The answer must be one number: how many lines in the records below contain the word "split".
START Provided records
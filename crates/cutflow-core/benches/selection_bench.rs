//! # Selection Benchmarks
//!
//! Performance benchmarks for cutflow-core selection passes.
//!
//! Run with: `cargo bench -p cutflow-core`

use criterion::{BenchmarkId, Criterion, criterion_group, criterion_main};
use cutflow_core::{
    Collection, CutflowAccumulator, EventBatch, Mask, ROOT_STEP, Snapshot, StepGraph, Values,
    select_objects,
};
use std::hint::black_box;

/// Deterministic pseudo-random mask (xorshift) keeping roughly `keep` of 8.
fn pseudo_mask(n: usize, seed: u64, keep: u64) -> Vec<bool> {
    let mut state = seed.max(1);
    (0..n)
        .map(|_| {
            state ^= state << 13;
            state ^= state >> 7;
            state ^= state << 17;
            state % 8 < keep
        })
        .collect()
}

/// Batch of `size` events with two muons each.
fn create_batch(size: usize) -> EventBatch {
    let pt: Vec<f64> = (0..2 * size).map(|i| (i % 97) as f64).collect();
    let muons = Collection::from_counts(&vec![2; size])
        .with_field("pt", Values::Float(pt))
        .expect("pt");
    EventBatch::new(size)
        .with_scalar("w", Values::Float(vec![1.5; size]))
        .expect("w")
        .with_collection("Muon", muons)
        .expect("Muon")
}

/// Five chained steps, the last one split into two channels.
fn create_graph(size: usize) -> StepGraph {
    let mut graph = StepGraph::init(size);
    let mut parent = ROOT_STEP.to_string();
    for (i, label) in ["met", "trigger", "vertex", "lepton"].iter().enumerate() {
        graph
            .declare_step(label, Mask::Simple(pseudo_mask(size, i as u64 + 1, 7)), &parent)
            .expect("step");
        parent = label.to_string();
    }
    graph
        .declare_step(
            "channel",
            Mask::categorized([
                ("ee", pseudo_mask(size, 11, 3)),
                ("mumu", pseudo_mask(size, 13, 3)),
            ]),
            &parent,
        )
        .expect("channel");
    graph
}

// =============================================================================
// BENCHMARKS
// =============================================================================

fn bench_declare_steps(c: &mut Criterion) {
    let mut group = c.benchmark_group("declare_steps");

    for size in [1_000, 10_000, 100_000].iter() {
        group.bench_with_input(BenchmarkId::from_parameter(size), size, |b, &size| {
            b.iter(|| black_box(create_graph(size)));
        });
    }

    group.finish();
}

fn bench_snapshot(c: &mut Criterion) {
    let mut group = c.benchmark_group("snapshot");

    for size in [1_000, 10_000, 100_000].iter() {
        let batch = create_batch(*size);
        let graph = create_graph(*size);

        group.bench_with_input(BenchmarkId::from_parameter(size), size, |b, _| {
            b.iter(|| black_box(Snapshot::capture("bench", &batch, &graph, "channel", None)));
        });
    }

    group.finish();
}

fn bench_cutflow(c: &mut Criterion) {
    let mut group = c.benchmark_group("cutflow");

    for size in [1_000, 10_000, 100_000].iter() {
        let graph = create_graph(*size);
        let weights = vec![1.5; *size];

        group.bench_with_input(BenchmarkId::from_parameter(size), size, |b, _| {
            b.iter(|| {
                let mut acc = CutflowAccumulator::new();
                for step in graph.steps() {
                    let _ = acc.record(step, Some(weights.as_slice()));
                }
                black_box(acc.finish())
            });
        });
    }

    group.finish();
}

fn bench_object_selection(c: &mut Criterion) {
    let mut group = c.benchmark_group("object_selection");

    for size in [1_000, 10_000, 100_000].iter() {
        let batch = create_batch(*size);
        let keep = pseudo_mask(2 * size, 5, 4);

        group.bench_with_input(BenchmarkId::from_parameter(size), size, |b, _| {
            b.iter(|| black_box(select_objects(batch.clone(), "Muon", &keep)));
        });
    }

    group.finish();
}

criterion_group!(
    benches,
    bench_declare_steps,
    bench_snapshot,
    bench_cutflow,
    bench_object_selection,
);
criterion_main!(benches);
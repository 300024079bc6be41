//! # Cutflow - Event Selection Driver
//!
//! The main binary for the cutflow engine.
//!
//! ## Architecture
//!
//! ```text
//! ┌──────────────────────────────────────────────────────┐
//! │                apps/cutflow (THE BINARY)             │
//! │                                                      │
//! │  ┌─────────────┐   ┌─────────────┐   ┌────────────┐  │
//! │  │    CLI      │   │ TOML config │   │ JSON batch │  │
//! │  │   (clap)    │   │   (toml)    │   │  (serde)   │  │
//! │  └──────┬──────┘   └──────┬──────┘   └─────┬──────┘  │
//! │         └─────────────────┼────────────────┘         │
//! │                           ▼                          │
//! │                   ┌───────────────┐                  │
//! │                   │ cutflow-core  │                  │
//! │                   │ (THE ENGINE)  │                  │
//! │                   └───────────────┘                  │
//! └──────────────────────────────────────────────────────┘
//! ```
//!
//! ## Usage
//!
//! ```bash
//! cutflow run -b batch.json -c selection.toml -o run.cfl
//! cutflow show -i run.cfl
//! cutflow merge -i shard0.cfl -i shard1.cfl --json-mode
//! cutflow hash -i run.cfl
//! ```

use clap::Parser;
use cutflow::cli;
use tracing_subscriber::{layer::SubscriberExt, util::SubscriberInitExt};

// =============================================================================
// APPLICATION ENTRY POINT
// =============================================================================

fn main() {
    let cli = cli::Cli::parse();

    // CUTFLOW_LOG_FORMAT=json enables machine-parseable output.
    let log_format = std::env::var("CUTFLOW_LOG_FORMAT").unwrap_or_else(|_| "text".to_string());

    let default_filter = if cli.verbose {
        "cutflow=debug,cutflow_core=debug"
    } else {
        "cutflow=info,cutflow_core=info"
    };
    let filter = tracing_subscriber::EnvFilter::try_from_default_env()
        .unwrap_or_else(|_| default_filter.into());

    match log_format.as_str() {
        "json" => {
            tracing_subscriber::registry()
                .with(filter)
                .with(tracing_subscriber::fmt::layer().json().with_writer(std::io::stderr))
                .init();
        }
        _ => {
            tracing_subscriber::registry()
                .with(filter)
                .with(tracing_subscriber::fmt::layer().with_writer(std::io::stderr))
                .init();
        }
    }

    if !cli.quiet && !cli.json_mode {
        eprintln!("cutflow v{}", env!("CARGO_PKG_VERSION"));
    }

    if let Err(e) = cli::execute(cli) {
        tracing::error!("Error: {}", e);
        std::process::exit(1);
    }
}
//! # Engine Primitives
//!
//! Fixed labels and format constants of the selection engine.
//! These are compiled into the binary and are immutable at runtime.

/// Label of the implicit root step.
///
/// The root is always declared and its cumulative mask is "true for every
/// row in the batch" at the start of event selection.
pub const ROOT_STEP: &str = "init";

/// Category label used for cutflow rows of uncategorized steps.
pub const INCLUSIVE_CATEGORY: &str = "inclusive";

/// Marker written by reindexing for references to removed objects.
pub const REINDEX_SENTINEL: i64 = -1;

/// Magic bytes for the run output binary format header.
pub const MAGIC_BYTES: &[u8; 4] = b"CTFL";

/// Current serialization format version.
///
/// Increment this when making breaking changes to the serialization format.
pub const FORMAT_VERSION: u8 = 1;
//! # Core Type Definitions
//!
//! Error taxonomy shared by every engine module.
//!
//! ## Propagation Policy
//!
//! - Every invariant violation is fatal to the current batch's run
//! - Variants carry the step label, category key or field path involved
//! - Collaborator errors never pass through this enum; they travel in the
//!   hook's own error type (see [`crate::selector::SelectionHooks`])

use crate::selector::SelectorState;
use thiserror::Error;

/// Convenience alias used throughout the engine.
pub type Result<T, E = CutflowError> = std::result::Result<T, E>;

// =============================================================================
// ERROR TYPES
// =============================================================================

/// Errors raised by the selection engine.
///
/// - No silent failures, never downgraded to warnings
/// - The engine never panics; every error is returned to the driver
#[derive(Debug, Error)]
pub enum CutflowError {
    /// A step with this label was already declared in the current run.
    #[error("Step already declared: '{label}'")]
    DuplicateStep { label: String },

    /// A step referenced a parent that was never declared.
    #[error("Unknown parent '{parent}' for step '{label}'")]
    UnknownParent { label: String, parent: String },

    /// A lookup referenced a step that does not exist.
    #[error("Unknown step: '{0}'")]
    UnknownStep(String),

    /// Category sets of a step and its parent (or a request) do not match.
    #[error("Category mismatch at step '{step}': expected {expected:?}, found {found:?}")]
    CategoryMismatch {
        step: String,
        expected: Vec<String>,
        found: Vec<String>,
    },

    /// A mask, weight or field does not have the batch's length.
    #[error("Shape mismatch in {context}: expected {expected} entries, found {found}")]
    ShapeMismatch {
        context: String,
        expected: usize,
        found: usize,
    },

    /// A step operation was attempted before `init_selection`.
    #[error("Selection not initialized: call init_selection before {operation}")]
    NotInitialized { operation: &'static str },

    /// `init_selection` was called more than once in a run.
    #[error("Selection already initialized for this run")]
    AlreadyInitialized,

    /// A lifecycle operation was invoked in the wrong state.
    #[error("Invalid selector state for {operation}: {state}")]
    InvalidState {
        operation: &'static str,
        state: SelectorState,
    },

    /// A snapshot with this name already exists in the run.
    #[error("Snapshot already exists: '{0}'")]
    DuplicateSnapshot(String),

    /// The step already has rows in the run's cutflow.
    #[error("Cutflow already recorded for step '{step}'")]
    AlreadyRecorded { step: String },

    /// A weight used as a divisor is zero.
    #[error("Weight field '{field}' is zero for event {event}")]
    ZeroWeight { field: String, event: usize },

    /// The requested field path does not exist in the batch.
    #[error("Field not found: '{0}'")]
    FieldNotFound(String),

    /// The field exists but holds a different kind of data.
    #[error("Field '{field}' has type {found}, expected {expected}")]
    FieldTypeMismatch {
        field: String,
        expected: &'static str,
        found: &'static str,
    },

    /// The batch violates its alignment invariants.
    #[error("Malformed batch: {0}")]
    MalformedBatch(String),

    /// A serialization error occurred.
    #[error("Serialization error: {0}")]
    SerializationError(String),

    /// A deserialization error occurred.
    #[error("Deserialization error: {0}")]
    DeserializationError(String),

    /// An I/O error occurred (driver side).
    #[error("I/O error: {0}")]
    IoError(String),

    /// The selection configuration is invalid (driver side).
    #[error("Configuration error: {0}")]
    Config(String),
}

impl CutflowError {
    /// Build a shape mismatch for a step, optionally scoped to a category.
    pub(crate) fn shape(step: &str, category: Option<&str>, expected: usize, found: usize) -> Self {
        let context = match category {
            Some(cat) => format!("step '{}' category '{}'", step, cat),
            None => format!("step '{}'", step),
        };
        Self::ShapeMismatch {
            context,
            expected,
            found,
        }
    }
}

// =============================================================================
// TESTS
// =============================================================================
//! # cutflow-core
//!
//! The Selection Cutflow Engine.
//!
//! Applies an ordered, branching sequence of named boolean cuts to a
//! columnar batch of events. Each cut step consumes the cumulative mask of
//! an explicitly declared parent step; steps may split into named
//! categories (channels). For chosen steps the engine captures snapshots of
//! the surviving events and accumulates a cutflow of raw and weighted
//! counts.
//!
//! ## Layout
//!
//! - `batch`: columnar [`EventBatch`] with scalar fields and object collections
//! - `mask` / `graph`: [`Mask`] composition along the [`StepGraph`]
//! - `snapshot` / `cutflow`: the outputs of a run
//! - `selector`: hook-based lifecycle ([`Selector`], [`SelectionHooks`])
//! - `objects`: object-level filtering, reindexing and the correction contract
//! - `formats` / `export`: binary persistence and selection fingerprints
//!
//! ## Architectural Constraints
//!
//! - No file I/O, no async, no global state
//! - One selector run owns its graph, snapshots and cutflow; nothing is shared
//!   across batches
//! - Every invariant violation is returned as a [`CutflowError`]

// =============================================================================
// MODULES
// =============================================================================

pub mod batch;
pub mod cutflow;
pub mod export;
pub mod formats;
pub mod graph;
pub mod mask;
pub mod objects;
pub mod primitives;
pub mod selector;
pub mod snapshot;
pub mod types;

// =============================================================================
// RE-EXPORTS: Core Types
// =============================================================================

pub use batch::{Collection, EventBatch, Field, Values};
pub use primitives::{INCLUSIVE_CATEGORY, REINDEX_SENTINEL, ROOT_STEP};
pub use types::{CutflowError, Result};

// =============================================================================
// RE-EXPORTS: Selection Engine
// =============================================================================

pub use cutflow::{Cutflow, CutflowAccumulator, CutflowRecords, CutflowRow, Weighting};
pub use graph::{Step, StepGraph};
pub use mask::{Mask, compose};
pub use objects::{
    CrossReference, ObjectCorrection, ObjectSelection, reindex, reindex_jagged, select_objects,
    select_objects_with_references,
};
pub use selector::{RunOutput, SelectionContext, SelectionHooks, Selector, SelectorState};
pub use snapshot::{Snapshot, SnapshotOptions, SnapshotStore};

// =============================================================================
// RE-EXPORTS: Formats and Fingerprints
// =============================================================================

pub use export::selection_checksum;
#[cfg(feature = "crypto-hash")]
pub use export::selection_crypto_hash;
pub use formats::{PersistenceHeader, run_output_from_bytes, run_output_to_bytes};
END Provided records
• **Answer section**:
2